正しい判断がなければ、ものごとは歪みを生じ、偏った見方になってしまう。
 釈迦は「偏らない心、こだわらない心」を言っています。こうした心は偏見を生み、人との交わりがうまくいかず、争いの種となる。だから、飛躍した言い方になるが脳力開発は平和を生み出す心に通じるのです。世界は戦争が絶えない。それは心の歪み、偏りから来ていると思います。

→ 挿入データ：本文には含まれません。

//! Scripted collaborators for tests.
//!
//! [`ScriptedBackend`] answers auth, scoring and recommendation calls from
//! queues filled by the test, and counts every call it receives. The gated
//! stores wrap the in-memory stores so a single call can be held in flight.

use async_trait::async_trait;
use std::collections::VecDeque;
use std::sync::atomic::{AtomicUsize, Ordering};
use std::sync::{Arc, Mutex};
use tokio::sync::Notify;

use crate::analysis::{AnalysisResult, ImageUpload, ScoringService, SimilarCase};
use crate::auth::{AuthApi, LoginOutcome};
use crate::credential::{Credential, CredentialStore, InMemoryCredentialStore};
use crate::error::{Result, ScreeningError};
use crate::questionnaire::{
    InMemoryQuestionnaireStore, QuestionDefinition, QuestionnaireRecord, QuestionnaireStore,
};
use crate::recommendation::{Recommendation, RecommendationService};

/// Builds a result with one case per id.
pub fn sample_result(probability: f64, ids: &[&str]) -> AnalysisResult {
    AnalysisResult {
        probability,
        similar_cases: ids
            .iter()
            .map(|id| SimilarCase {
                case_id: id.to_string(),
                image_url: format!("https://images.test/{id}.jpg"),
                diagnosis: "nv".to_string(),
                age: Some(45.0),
                sex: Some("female".to_string()),
                localization: Some("back".to_string()),
            })
            .collect(),
    }
}

/// Queue-driven backend. Empty queues fall back to a successful default:
/// a token for every login, an empty analysis and no recommendation.
#[derive(Default)]
pub struct ScriptedBackend {
    logins: Mutex<VecDeque<Result<LoginOutcome>>>,
    registrations: Mutex<VecDeque<Result<String>>>,
    analyses: Mutex<VecDeque<Result<AnalysisResult>>>,
    recommendations: Mutex<VecDeque<Result<Option<Recommendation>>>>,
    analysis_gate: Mutex<Option<Arc<Notify>>>,
    selection_gate: Mutex<Option<Arc<Notify>>>,
    submitted: Mutex<Vec<Vec<String>>>,
    login_calls: AtomicUsize,
    analyze_calls: AtomicUsize,
    selection_calls: AtomicUsize,
}

impl ScriptedBackend {
    pub fn new() -> Self {
        Self::default()
    }

    pub fn push_login(&self, outcome: Result<LoginOutcome>) {
        self.logins.lock().unwrap().push_back(outcome);
    }

    pub fn push_registration(&self, outcome: Result<String>) {
        self.registrations.lock().unwrap().push_back(outcome);
    }

    pub fn push_analysis(&self, outcome: Result<AnalysisResult>) {
        self.analyses.lock().unwrap().push_back(outcome);
    }

    pub fn push_recommendation(&self, outcome: Result<Option<Recommendation>>) {
        self.recommendations.lock().unwrap().push_back(outcome);
    }

    /// Holds the next analysis call until the returned handle is notified.
    pub fn hold_analysis(&self) -> Arc<Notify> {
        arm(&self.analysis_gate)
    }

    /// Holds the next selection submission until the returned handle is
    /// notified.
    pub fn hold_selection(&self) -> Arc<Notify> {
        arm(&self.selection_gate)
    }

    pub fn login_calls(&self) -> usize {
        self.login_calls.load(Ordering::SeqCst)
    }

    pub fn analyze_calls(&self) -> usize {
        self.analyze_calls.load(Ordering::SeqCst)
    }

    pub fn selection_calls(&self) -> usize {
        self.selection_calls.load(Ordering::SeqCst)
    }

    /// Every id list received by `submit_selection`, in call order.
    pub fn submitted_selections(&self) -> Vec<Vec<String>> {
        self.submitted.lock().unwrap().clone()
    }
}

fn arm(gate: &Mutex<Option<Arc<Notify>>>) -> Arc<Notify> {
    let notify = Arc::new(Notify::new());
    *gate.lock().unwrap() = Some(notify.clone());
    notify
}

async fn pass(gate: &Mutex<Option<Arc<Notify>>>) {
    let gate = gate.lock().unwrap().take();
    if let Some(gate) = gate {
        gate.notified().await;
    }
}

#[async_trait]
impl AuthApi for ScriptedBackend {
    async fn login(&self, subject_id: &str, password: &str) -> Result<LoginOutcome> {
        self.login_calls.fetch_add(1, Ordering::SeqCst);
        if let Some(outcome) = self.logins.lock().unwrap().pop_front() {
            return outcome;
        }
        if password == "wrong" {
            return Err(ScreeningError::ServiceError {
                status: 401,
                message: "Invalid national ID or password".to_string(),
            });
        }
        Credential::new(format!("token-{subject_id}"), subject_id)
            .map(LoginOutcome::Authenticated)
            .ok_or(ScreeningError::Unauthenticated)
    }

    async fn register(&self, _subject_id: &str, _password: &str) -> Result<String> {
        self.registrations
            .lock()
            .unwrap()
            .pop_front()
            .unwrap_or_else(|| Ok("User registered successfully".to_string()))
    }
}

#[async_trait]
impl ScoringService for ScriptedBackend {
    async fn analyze(&self, _credential: &Credential, _image: &ImageUpload) -> Result<AnalysisResult> {
        self.analyze_calls.fetch_add(1, Ordering::SeqCst);
        pass(&self.analysis_gate).await;
        self.analyses
            .lock()
            .unwrap()
            .pop_front()
            .unwrap_or_else(|| Ok(sample_result(0.5, &[])))
    }
}

#[async_trait]
impl RecommendationService for ScriptedBackend {
    async fn submit_selection(
        &self,
        _credential: &Credential,
        selected_ids: &[String],
    ) -> Result<Option<Recommendation>> {
        self.selection_calls.fetch_add(1, Ordering::SeqCst);
        self.submitted.lock().unwrap().push(selected_ids.to_vec());
        pass(&self.selection_gate).await;
        self.recommendations
            .lock()
            .unwrap()
            .pop_front()
            .unwrap_or(Ok(None))
    }
}

/// Questionnaire store whose next fetch or insert waits for a handle.
pub struct GatedQuestionnaireStore {
    inner: Arc<InMemoryQuestionnaireStore>,
    fetch_gate: Mutex<Option<Arc<Notify>>>,
    insert_gate: Mutex<Option<Arc<Notify>>>,
    fetch_calls: AtomicUsize,
    insert_calls: AtomicUsize,
}

impl GatedQuestionnaireStore {
    pub fn new(inner: Arc<InMemoryQuestionnaireStore>) -> Self {
        Self {
            inner,
            fetch_gate: Mutex::new(None),
            insert_gate: Mutex::new(None),
            fetch_calls: AtomicUsize::new(0),
            insert_calls: AtomicUsize::new(0),
        }
    }

    pub fn hold_fetch(&self) -> Arc<Notify> {
        arm(&self.fetch_gate)
    }

    pub fn hold_insert(&self) -> Arc<Notify> {
        arm(&self.insert_gate)
    }

    pub fn fetch_calls(&self) -> usize {
        self.fetch_calls.load(Ordering::SeqCst)
    }

    pub fn insert_calls(&self) -> usize {
        self.insert_calls.load(Ordering::SeqCst)
    }
}

#[async_trait]
impl QuestionnaireStore for GatedQuestionnaireStore {
    async fn fetch_definitions(&self) -> Result<Vec<QuestionDefinition>> {
        self.fetch_calls.fetch_add(1, Ordering::SeqCst);
        pass(&self.fetch_gate).await;
        self.inner.fetch_definitions().await
    }

    async fn insert_record(&self, record: &QuestionnaireRecord) -> Result<()> {
        self.insert_calls.fetch_add(1, Ordering::SeqCst);
        pass(&self.insert_gate).await;
        self.inner.insert_record(record).await
    }
}

/// Credential store whose next save waits for a handle.
#[derive(Default)]
pub struct GatedCredentialStore {
    inner: InMemoryCredentialStore,
    save_gate: Mutex<Option<Arc<Notify>>>,
    save_calls: AtomicUsize,
}

impl GatedCredentialStore {
    pub fn new() -> Self {
        Self::default()
    }

    pub fn hold_save(&self) -> Arc<Notify> {
        arm(&self.save_gate)
    }

    pub fn save_calls(&self) -> usize {
        self.save_calls.load(Ordering::SeqCst)
    }
}

#[async_trait]
impl CredentialStore for GatedCredentialStore {
    async fn load(&self) -> Result<Option<String>> {
        self.inner.load().await
    }

    async fn save(&self, blob: &str) -> Result<()> {
        self.save_calls.fetch_add(1, Ordering::SeqCst);
        pass(&self.save_gate).await;
        self.inner.save(blob).await
    }

    async fn remove(&self) -> Result<()> {
        self.inner.remove().await
    }
}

 それから、もう一つ言いたいのは、海馬です。頭の中に海の馬など、得体の知れぬものが、2頭、大脳の下側、両サイドにいるなんて、びっくりポンですが、この海馬は記憶を司っています。海馬が衰えるとどうなるか。それは、近年問題になっている認知症になってしまうことです。高齢化社会に認知症患者が増えてきて社会問題になっていますが、認知症では生涯現役は果たせない。だから海馬を鍛えることは大切なのです。音楽は以前聞いた曲ですと即座に当時のことを思い出させます。
 ところで、脳細胞は歳とともに減っていくというのが常識でしたが、近年、よく使えばさほど減らずに済むし、特に海馬は減ることがないといわれるようになりました。朗報ですね。
 私はLVCのおかげで、平成4年12月に「歌の会」を始めることができました。歌は健康に通じることを意識しながら取り組んでいましたが、26年4月に、はっきり具体的に「歌は力。歌は健康」をモットーにしました。
 そこで、印刷物を会員の皆さんに手渡しました。そこには*歌うことは、脳を活性化し、ストレスを発散させ、高齢化によるさまざまな病弊を予防する効果がある。特に思い出の歌や、知っている歌をうたうと脳内の快楽ホルモンであるドーパミン。中でも最高のベーター・エンドルフィンの分泌が盛んになり、緑豊かな野山を歩く爽やかさに満たされ、若返り効果が発揮される。
*姿勢をよくし、大きな声で歌って、軽い体操を行えば血行がよくなり、身体が活性化して楽しさが倍加して、健康効果がより高まる。といったことをいっています。

 音楽の場合、歌うことは勿論、楽器の演奏がいいですね。ピアノを例にすれば、指でキーを叩く。左指でメロディーを弾き、右指で伴奏を弾きます。左右同時に違った動きをするのがいいのです。右手で丸を書き、同時に左手で三角を書くのがいいでしょう。
 そのうえ足でペダルを踏みます。音に響きを持たせるためですが、手と合わせて足までリズムに合わせて動かすのですから運動神経を使い、脳は最高度に活動します。

 こうして、「音楽は百利あって、一害なし」と言われるまでになりました。
 私が音楽をやっているから、我田引水だなんて言わないでください。どうぞ信じてください。どうぞ音楽への偏見をお持ちでしたら、拭い去ってください。生涯現役のためです。